• _TASK GOAL_
Please return every line below that contains the string "then".

(Collected data)
————————

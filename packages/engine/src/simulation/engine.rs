//! Engine - the fixed-timestep scheduler.
//!
//! Owns the grid, the element table, the RNG state and the compositor. A
//! frame tick applies pending input, runs zero or more physics steps out of
//! the accumulated wall-clock debt, then composites a frame. A physics step
//! consumes the previous tick's dirty set: shuffle, bottom-up stable sort,
//! per-category dispatch behind a processed-set guard, then one liquid
//! grouping and equalisation pass.

use std::sync::Arc;

use crate::behaviors::{BehaviorRegistry, UpdateContext};
use crate::core::color::Rgba;
use crate::core::rng::{seed_nonzero, shuffle};
use crate::domain::element::{ElementId, EMPTY};
use crate::domain::registry::ElementRegistry;
use crate::domain::settings::Settings;
use crate::grid::{Grid, IndexSet};
use crate::render::{circle_outline, Compositor, OverlayPixel};
use crate::simulation::equalise::{collect_equalisation_groups, equalise};
use crate::simulation::input::{InputEvent, PointerState};

/// Hard ceiling on physics catch-up inside one frame. Hitting it drops the
/// remaining time debt instead of spiraling.
pub const MAX_SUBSTEPS_PER_FRAME: u32 = 60;

const DEFAULT_SEED: u32 = 12345;

/// Tint for cells the debug overlay highlights as active.
const DEBUG_OVERLAY_COLOR: Rgba = Rgba::new(255, 64, 160, 96);

/// Events-per-second meter over a rolling one-second window.
struct RateMeter {
    window_start: Option<f64>,
    count: u32,
    value: f64,
}

impl RateMeter {
    fn new() -> RateMeter {
        RateMeter {
            window_start: None,
            count: 0,
            value: 0.0,
        }
    }

    fn record(&mut self, now_ms: f64, events: u32) {
        let start = *self.window_start.get_or_insert(now_ms);
        self.count += events;
        let elapsed = now_ms - start;
        if elapsed >= 1000.0 {
            self.value = self.count as f64 * 1000.0 / elapsed;
            self.count = 0;
            self.window_start = Some(now_ms);
        }
    }
}

pub struct Engine {
    grid: Grid,
    elements: Arc<ElementRegistry>,
    behaviors: BehaviorRegistry,
    compositor: Compositor,
    settings: Settings,

    // clock
    last_frame_time: Option<f64>,
    accumulator: f64,
    tick_count: u64,
    is_running: bool,

    // stepping state
    rng_state: u32,
    processed: IndexSet,
    step_list: Vec<usize>,
    dirty_clear_cadence: u64,

    // input
    events: Vec<InputEvent>,
    pointer: PointerState,
    selected_element: ElementId,
    brush_size: f64,

    // debug
    debug_enabled: bool,
    overlay_enabled: bool,

    fps: RateMeter,
    tps: RateMeter,
}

————————

• _EXERCISE ANSWER_
//! the accumulated wall-clock debt, then composites a frame. A physics step
//! per-category dispatch behind a processed-set guard, then one liquid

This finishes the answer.